Theme 2 - Exogenous vascular regeneration
Developing exogenous sources of vascular regeneration
Theme 2 is developing proangiogenic cellular products starting from human (h) pluripotent stem cells (SC): prevalently embryonic stem cells (ESC), but also induced pluripotent stem cells (iPSC). We develop new RNA biology knowledge and apply it to improve the process of endothelial differentiation of SC. We are also expanding the understanding of extracellular vesicles, especially exosomes, released by SCs and their importance in modulating the paracrine activity of the cells. Exosomes represent a promising option for acellular regenerative medicine.
Pluripotent stem cells offer the possibility for controlled differentiation and purification into vascular (progenitor) cells, with scale-up capability and refinement of cell content. We have developed clinical compatible protocols to produce proangiogenic endothelial cells(ECs) from hESC and demonstrated their therapeutic potential in acute and chronic limb ischaemia models in immune-deficient and immune-competent mice, including in mouse models of Type 2 diabetes. We also provide evidence that non-coding (nc) RNA, particularly long ncRNA (IncRNA), contribute to mesodermal and endothelial commitment and are instrumental to the specification of endothelial arterial versus venous identity. We are also interested in exogenous modulation of therapeutic lympho-angiogenesis. Lympho-angiogenesis is emerging as important for post-myocardial infarction recovery because it reduces myocardial oedema and favours the clearance of inflammatory cells, thus potentially reducing scarring. During development, lymphatic endothelial cells arise in part from venous ECs and in part from haemoangioblasts and hESC can be differentiated to lymphatic ECs. We are using our hESC systems to target post-myocardial infarction neovascularisation and evoke selective specification to arterial ECs and lymphatic ECs to improve our knowledge of this complex process and further refine the exogenous regenerative therapeutic approach.

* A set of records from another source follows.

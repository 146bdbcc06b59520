//! Outbound call coordinator
//!
//! Issues CALLs to charge points and pairs them with the CALLRESULT or
//! CALLERROR that comes back. Each awaited call owns a oneshot channel stored
//! in the pending map under `(device, message id)`.
//!
//! Exactly one of two paths settles a pending call. The resolution path
//! removes the entry and fires the channel while holding the map lock; the
//! issuer, on timeout, removes the entry under the same lock. Whoever removes
//! the entry wins. A reply that finds no entry is an orphan.

use std::collections::HashMap;
use std::sync::Arc;
use std::time::{Duration, Instant};

use parking_lot::Mutex;
use serde_json::Value;
use thiserror::Error;
use tokio::sync::oneshot;
use tracing::{debug, info, warn};
use uuid::Uuid;

use super::transport::{Outbox, TransportError};
use crate::config::CentralConfig;
use crate::ocpp::*;

/// Outbound call failures
#[derive(Debug, Error)]
pub enum OutboundError {
    #[error(transparent)]
    UnknownAction(#[from] UnknownAction),

    #[error("{0} cannot be originated by the central system")]
    WrongOrigin(Action),

    #[error("invalid payload: {0}")]
    Payload(#[from] PayloadError),

    #[error("transport error: {0}")]
    Transport(#[from] TransportError),

    #[error("no reply from {device_id} to {message_id} within {timeout:?}")]
    CorrelationTimeout {
        device_id: String,
        message_id: String,
        timeout: Duration,
    },

    #[error("no free message id for {device_id} after {attempts} attempts")]
    CorrelationCollision { device_id: String, attempts: u32 },

    #[error("{device_id} answered {code}: {description}")]
    Remote {
        device_id: String,
        code: ErrorCode,
        description: String,
        details: Value,
    },
}

impl OutboundError {
    pub fn is_timeout(&self) -> bool {
        matches!(self, OutboundError::CorrelationTimeout { .. })
    }
}

/// Reply correlated with an outbound CALL
#[derive(Debug, Clone, PartialEq)]
pub enum CallReply {
    Result(CallResult),
    Error(CallError),
}

impl CallReply {
    pub fn message_id(&self) -> &str {
        match self {
            CallReply::Result(r) => &r.message_id,
            CallReply::Error(e) => &e.message_id,
        }
    }

    /// Payload of a CALLRESULT, or the CALLERROR as [`OutboundError::Remote`]
    pub fn into_payload(self, device_id: &str) -> Result<Value, OutboundError> {
        match self {
            CallReply::Result(r) => Ok(r.payload),
            CallReply::Error(e) => Err(OutboundError::Remote {
                device_id: device_id.to_string(),
                code: e.error_code,
                description: e.error_description,
                details: e.error_details,
            }),
        }
    }
}

/// Outcome of [`Coordinator::issue`]
#[derive(Debug, Clone, PartialEq)]
pub enum IssueOutcome {
    /// Sent without waiting for the reply
    Sent { message_id: String },
    Replied(CallReply),
}

/// What happened to an inbound CALLRESULT or CALLERROR
#[derive(Debug, Clone, Copy, PartialEq, Eq)]
pub enum Resolution {
    Resolved,
    Orphan,
}

pub type IdSource = Arc<dyn Fn() -> String + Send + Sync>;

type PendingKey = (String, String);

struct PendingCall {
    action: Action,
    issued_at: Instant,
    reply_tx: oneshot::Sender<CallReply>,
}

type PendingMap = Mutex<HashMap<PendingKey, PendingCall>>;

/// Removes its pending entry if the issuing future ends without a reply
struct PendingGuard<'a> {
    pending: &'a PendingMap,
    key: Option<PendingKey>,
}

impl PendingGuard<'_> {
    fn take(&mut self) -> Option<PendingCall> {
        let key = self.key.take()?;
        self.pending.lock().remove(&key)
    }

    /// The resolution path already removed the entry
    fn disarm(&mut self) {
        self.key = None;
    }
}

impl Drop for PendingGuard<'_> {
    fn drop(&mut self) {
        if let Some(key) = self.key.take() {
            self.pending.lock().remove(&key);
        }
    }
}

pub struct Coordinator {
    pending: PendingMap,
    outbox: Outbox,
    ids: IdSource,
    validate_outbound: bool,
    correlation_attempts: u32,
}

impl Coordinator {
    pub fn new(outbox: Outbox, config: &CentralConfig) -> Self {
        Self::with_id_source(outbox, config, Arc::new(|| Uuid::new_v4().to_string()))
    }

    /// Coordinator drawing message ids from `ids` instead of random UUIDs
    pub fn with_id_source(outbox: Outbox, config: &CentralConfig, ids: IdSource) -> Self {
        Self {
            pending: Mutex::new(HashMap::new()),
            outbox,
            ids,
            validate_outbound: config.validate_outbound,
            correlation_attempts: config.correlation_attempts.max(1),
        }
    }

    /// Issue a CALL to a device.
    ///
    /// With `wait` set, suspends until the correlated reply arrives or the
    /// timeout elapses. Without it, returns once the frame is handed to the
    /// transport.
    pub async fn issue(
        &self,
        device_id: &str,
        action: &str,
        payload: Value,
        wait: Option<Duration>,
    ) -> Result<IssueOutcome, OutboundError> {
        let action = self.check(action, &payload)?;
        match wait {
            None => {
                let message_id = self.send_unawaited(device_id, action, payload)?;
                Ok(IssueOutcome::Sent { message_id })
            }
            Some(timeout) => {
                let reply = self.send_awaited(device_id, action, payload, timeout).await?;
                Ok(IssueOutcome::Replied(reply))
            }
        }
    }

    /// Issue a typed request and decode the confirmation
    pub async fn call<R: Request>(
        &self,
        device_id: &str,
        request: &R,
        timeout: Duration,
    ) -> Result<R::Response, OutboundError> {
        let payload = to_payload(request)?;
        let action = self.check(R::ACTION.as_str(), &payload)?;
        let reply = self.send_awaited(device_id, action, payload, timeout).await?;
        let payload = reply.into_payload(device_id)?;
        Ok(from_payload(&payload)?)
    }

    /// Route an inbound CALLRESULT or CALLERROR to its pending call
    pub fn resolve(&self, device_id: &str, reply: CallReply) -> Resolution {
        let key = (device_id.to_string(), reply.message_id().to_string());
        let mut pending = self.pending.lock();

        match pending.remove(&key) {
            Some(call) => {
                debug!(
                    "{} reply from {} after {:?}",
                    call.action,
                    device_id,
                    call.issued_at.elapsed()
                );
                // The issuer may have been dropped; nothing to deliver then.
                let _ = call.reply_tx.send(reply);
                Resolution::Resolved
            }
            None => {
                warn!(
                    "Orphan reply {} from {}, no pending call",
                    key.1, device_id
                );
                Resolution::Orphan
            }
        }
    }

    pub fn pending_count(&self) -> usize {
        self.pending.lock().len()
    }

    pub fn pending_for(&self, device_id: &str) -> usize {
        self.pending
            .lock()
            .keys()
            .filter(|(device, _)| device == device_id)
            .count()
    }

    fn check(&self, action: &str, payload: &Value) -> Result<Action, OutboundError> {
        let descriptor = ActionRegistry::resolve(action)?;
        if !descriptor.origin.allows_central_system() {
            return Err(OutboundError::WrongOrigin(descriptor.action));
        }
        if self.validate_outbound {
            descriptor.request.validate(payload)?;
        }
        Ok(descriptor.action)
    }

    fn send_unawaited(
        &self,
        device_id: &str,
        action: Action,
        payload: Value,
    ) -> Result<String, OutboundError> {
        let message_id = {
            let pending = self.pending.lock();
            self.fresh_id(device_id, |key| pending.contains_key(key))?
        };
        let call = Call::new(message_id.clone(), action, payload);
        self.outbox.send(device_id, &call.into())?;
        info!("Sent {} to {} ({})", action, device_id, message_id);
        Ok(message_id)
    }

    async fn send_awaited(
        &self,
        device_id: &str,
        action: Action,
        payload: Value,
        timeout: Duration,
    ) -> Result<CallReply, OutboundError> {
        let (reply_tx, mut reply_rx) = oneshot::channel();

        // Register before sending so a fast reply always finds its entry.
        let key = {
            let mut pending = self.pending.lock();
            let message_id = self.fresh_id(device_id, |key| pending.contains_key(key))?;
            let key = (device_id.to_string(), message_id);
            pending.insert(
                key.clone(),
                PendingCall {
                    action,
                    issued_at: Instant::now(),
                    reply_tx,
                },
            );
            key
        };
        let message_id = key.1.clone();
        let mut guard = PendingGuard {
            pending: &self.pending,
            key: Some(key),
        };

        let call = Call::new(message_id.clone(), action, payload);
        self.outbox.send(device_id, &call.into())?;
        info!("Sent {} to {} ({}), awaiting reply", action, device_id, message_id);

        match tokio::time::timeout(timeout, &mut reply_rx).await {
            Ok(Ok(reply)) => {
                guard.disarm();
                Ok(reply)
            }
            Ok(Err(_)) => Err(TransportError::ChannelClosed(device_id.to_string()).into()),
            Err(_) => {
                if guard.take().is_some() {
                    warn!(
                        "{} to {} ({}) timed out after {:?}",
                        action, device_id, message_id, timeout
                    );
                    return Err(OutboundError::CorrelationTimeout {
                        device_id: device_id.to_string(),
                        message_id,
                        timeout,
                    });
                }
                // Resolved while the timer fired; the reply is already queued.
                guard.disarm();
                reply_rx
                    .try_recv()
                    .map_err(|_| TransportError::ChannelClosed(device_id.to_string()).into())
            }
        }
    }

    fn fresh_id(
        &self,
        device_id: &str,
        taken: impl Fn(&PendingKey) -> bool,
    ) -> Result<String, OutboundError> {
        for _ in 0..self.correlation_attempts {
            let message_id = (self.ids)();
            let key = (device_id.to_string(), message_id);
            if !taken(&key) {
                return Ok(key.1);
            }
            warn!("Message id {} already pending for {}, regenerating", key.1, device_id);
        }
        Err(OutboundError::CorrelationCollision {
            device_id: device_id.to_string(),
            attempts: self.correlation_attempts,
        })
    }
}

Available proteomics datasets from primary ECs (lymphatic and arterial) will be used for comparison to enable a comprehensive, unbiased read-out at the protein level rather than rely on selected marker proteins.

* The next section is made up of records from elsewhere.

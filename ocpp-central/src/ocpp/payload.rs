//! Payload serialization contract
//!
//! Typed bodies are plain serde structs. Required fields are non-`Option`
//! members, so a body cannot be constructed without them; optional fields are
//! `Option` members tagged `skip_serializing_if`, so an absent value never
//! reaches the wire as `null`.
//!
//! [`to_payload`] and [`from_payload`] are the only conversions between typed
//! bodies and the JSON tree carried in an envelope.

use serde::de::DeserializeOwned;
use serde::Serialize;
use serde_json::Value;
use thiserror::Error;

use super::actions::Action;

/// Errors converting between typed bodies and wire payloads
#[derive(Debug, Clone, PartialEq, Eq, Error)]
pub enum PayloadError {
    #[error("cannot serialize {type_name}: {reason}")]
    Serialization {
        type_name: &'static str,
        reason: String,
    },

    #[error("payload does not match {type_name}: {reason}")]
    SchemaViolation {
        type_name: &'static str,
        reason: String,
    },
}

impl PayloadError {
    pub fn schema(type_name: &'static str, reason: impl Into<String>) -> Self {
        PayloadError::SchemaViolation {
            type_name,
            reason: reason.into(),
        }
    }
}

/// A request body bound to its action and confirmation type
pub trait Request: Serialize + DeserializeOwned + Send + 'static {
    const ACTION: Action;
    type Response: Serialize + DeserializeOwned + Send + 'static;
}

/// Serialize a typed body into a wire payload.
///
/// The result is always a JSON object. A value that serde renders as `null`
/// (a non-finite float, a `None` inside a list) has no wire form and fails.
pub fn to_payload<T: Serialize>(body: &T) -> Result<Value, PayloadError> {
    let type_name = std::any::type_name::<T>();
    let value = serde_json::to_value(body).map_err(|e| PayloadError::Serialization {
        type_name,
        reason: e.to_string(),
    })?;

    if !value.is_object() {
        return Err(PayloadError::Serialization {
            type_name,
            reason: "payload must serialize to an object".to_string(),
        });
    }

    if let Some(path) = find_null(&value, String::new()) {
        return Err(PayloadError::Serialization {
            type_name,
            reason: format!("no wire representation for value at {}", path),
        });
    }

    Ok(value)
}

/// Deserialize a wire payload into a typed body.
///
/// Unknown fields are ignored; missing required fields and mistyped values
/// are schema violations.
pub fn from_payload<T: DeserializeOwned>(raw: &Value) -> Result<T, PayloadError> {
    let type_name = std::any::type_name::<T>();
    if !raw.is_object() {
        return Err(PayloadError::schema(type_name, "payload is not an object"));
    }
    T::deserialize(raw).map_err(|e| PayloadError::schema(type_name, e.to_string()))
}

/// Validate a raw payload against a body type without keeping the result
pub fn check_shape<T: DeserializeOwned>(raw: &Value) -> Result<(), PayloadError> {
    from_payload::<T>(raw).map(|_| ())
}

fn find_null(value: &Value, path: String) -> Option<String> {
    match value {
        Value::Null => Some(if path.is_empty() { "$".to_string() } else { path }),
        Value::Array(items) => items
            .iter()
            .enumerate()
            .find_map(|(i, v)| find_null(v, format!("{}[{}]", path, i))),
        Value::Object(fields) => fields.iter().find_map(|(k, v)| {
            let sub = if path.is_empty() {
                k.clone()
            } else {
                format!("{}.{}", path, k)
            };
            find_null(v, sub)
        }),
        _ => None,
    }
}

Recent evidence has accumulated that extracellular vesicles, particularly exosomes, are key contributors of paracrine factors, driving proangiogenic activities by vascular progenitor cells in the ischaemic heart.
Our main aims are to:
- Investigate the therapeutic potential of established hESCs in rodent myocardial infarction.

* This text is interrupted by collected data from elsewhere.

bind_request! {
    AuthorizeRequest => AuthorizeConf, Authorize;
    BootNotificationRequest => BootNotificationConf, BootNotification;
    CancelReservationRequest => CancelReservationConf, CancelReservation;
    ChangeAvailabilityRequest => ChangeAvailabilityConf, ChangeAvailability;
    ChangeConfigurationRequest => ChangeConfigurationConf, ChangeConfiguration;
    ClearCacheRequest => ClearCacheConf, ClearCache;
    ClearChargingProfileRequest => ClearChargingProfileConf, ClearChargingProfile;
    DataTransferRequest => DataTransferConf, DataTransfer;
    DiagnosticsStatusNotificationRequest => DiagnosticsStatusNotificationConf, DiagnosticsStatusNotification;
    FirmwareStatusNotificationRequest => FirmwareStatusNotificationConf, FirmwareStatusNotification;
    GetCompositeScheduleRequest => GetCompositeScheduleConf, GetCompositeSchedule;
    GetConfigurationRequest => GetConfigurationConf, GetConfiguration;
    GetDiagnosticsRequest => GetDiagnosticsConf, GetDiagnostics;
    GetLocalListVersionRequest => GetLocalListVersionConf, GetLocalListVersion;
    HeartbeatRequest => HeartbeatConf, Heartbeat;
    MeterValuesRequest => MeterValuesConf, MeterValues;
    RemoteStartTransactionRequest => RemoteStartTransactionConf, RemoteStartTransaction;
    RemoteStopTransactionRequest => RemoteStopTransactionConf, RemoteStopTransaction;
    ReserveNowRequest => ReserveNowConf, ReserveNow;
    ResetRequest => ResetConf, Reset;
    SendLocalListRequest => SendLocalListConf, SendLocalList;
    SetChargingProfileRequest => SetChargingProfileConf, SetChargingProfile;
    StartTransactionRequest => StartTransactionConf, StartTransaction;
    StatusNotificationRequest => StatusNotificationConf, StatusNotification;
    StopTransactionRequest => StopTransactionConf, StopTransaction;
    TriggerMessageRequest => TriggerMessageConf, TriggerMessage;
    UnlockConnectorRequest => UnlockConnectorConf, UnlockConnector;
    UpdateFirmwareRequest => UpdateFirmwareConf, UpdateFirmware;
}

// ============================================================================
// Charge point -> central system
// ============================================================================

#[derive(Debug, Clone, PartialEq, Serialize, Deserialize)]
#[serde(rename_all = "camelCase")]
pub struct AuthorizeRequest {
    pub id_tag: IdToken,
}

#[derive(Debug, Clone, PartialEq, Serialize, Deserialize)]
#[serde(rename_all = "camelCase")]
pub struct AuthorizeConf {
    pub id_tag_info: IdTagInfo,
}

#[derive(Debug, Clone, PartialEq, Eq, Serialize, Deserialize)]
#[serde(rename_all = "camelCase")]
pub struct BootNotificationRequest {
    pub charge_point_vendor: String,
    pub charge_point_model: String,
    #[serde(skip_serializing_if = "Option::is_none")]
    pub charge_point_serial_number: Option<String>,
    #[serde(skip_serializing_if = "Option::is_none")]
    pub charge_box_serial_number: Option<String>,
    #[serde(skip_serializing_if = "Option::is_none")]
    pub firmware_version: Option<String>,
    #[serde(skip_serializing_if = "Option::is_none")]
    pub iccid: Option<String>,
    #[serde(skip_serializing_if = "Option::is_none")]
    pub imsi: Option<String>,
    #[serde(skip_serializing_if = "Option::is_none")]
    pub meter_type: Option<String>,
    #[serde(skip_serializing_if = "Option::is_none")]
    pub meter_serial_number: Option<String>,
}

impl BootNotificationRequest {
    pub fn new(vendor: impl Into<String>, model: impl Into<String>) -> Self {
        Self {
            charge_point_vendor: vendor.into(),
            charge_point_model: model.into(),
            charge_point_serial_number: None,
            charge_box_serial_number: None,
            firmware_version: None,
            iccid: None,
            imsi: None,
            meter_type: None,
            meter_serial_number: None,
        }
    }
}

#[derive(Debug, Clone, PartialEq, Eq, Serialize, Deserialize)]
#[serde(rename_all = "camelCase")]
pub struct BootNotificationConf {
    pub current_time: DateTime<Utc>,
    pub interval: i32,
    pub status: RegistrationStatus,
}

/// Vendor-specific exchange, valid in both directions
#[derive(Debug, Clone, PartialEq, Eq, Serialize, Deserialize)]
#[serde(rename_all = "camelCase")]
pub struct DataTransferRequest {
    pub vendor_id: String,
    pub message_id: String,
    pub data: String,
}

#[derive(Debug, Clone, PartialEq, Eq, Serialize, Deserialize)]
#[serde(rename_all = "camelCase")]
pub struct DataTransferConf {
    pub status: DataTransferStatus,
    #[serde(skip_serializing_if = "Option::is_none")]
    pub data: Option<String>,
}

#[derive(Debug, Clone, PartialEq, Eq, Serialize, Deserialize)]
pub struct DiagnosticsStatusNotificationRequest {
    pub status: DiagnosticsStatus,
}

#[derive(Debug, Clone, Default, PartialEq, Eq, Serialize, Deserialize)]
pub struct DiagnosticsStatusNotificationConf {}

#[derive(Debug, Clone, PartialEq, Eq, Serialize, Deserialize)]
pub struct FirmwareStatusNotificationRequest {
    pub status: FirmwareStatus,
}

#[derive(Debug, Clone, Default, PartialEq, Eq, Serialize, Deserialize)]
pub struct FirmwareStatusNotificationConf {}

#[derive(Debug, Clone, Default, PartialEq, Eq, Serialize, Deserialize)]
pub struct HeartbeatRequest {}

#[derive(Debug, Clone, PartialEq, Eq, Serialize, Deserialize)]
#[serde(rename_all = "camelCase")]
pub struct HeartbeatConf {
    pub current_time: DateTime<Utc>,
}

#[derive(Debug, Clone, PartialEq, Eq, Serialize, Deserialize)]
#[serde(rename_all = "camelCase")]
pub struct MeterValuesRequest {
    pub connector_id: i32,
    #[serde(skip_serializing_if = "Option::is_none")]
    pub transaction_id: Option<i32>,
    pub meter_value: Vec<MeterValue>,
}

#[derive(Debug, Clone, Default, PartialEq, Eq, Serialize, Deserialize)]
pub struct MeterValuesConf {}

- Promote arterial and lymphatic specification of hESC-ECs and assess the impact of transplanted hESC-derived arterial EC and hESC-derived lymphatic ECs in post-MI vascular regeneration
- Investigate the contribution of exosomes to the therapeutic responses to hESC-EC
- Engineer endogenous and synthetic exosomes to develop them in off-the-shelf therapeutics able to induce vascular regeneration in the setting of myocardial infarction.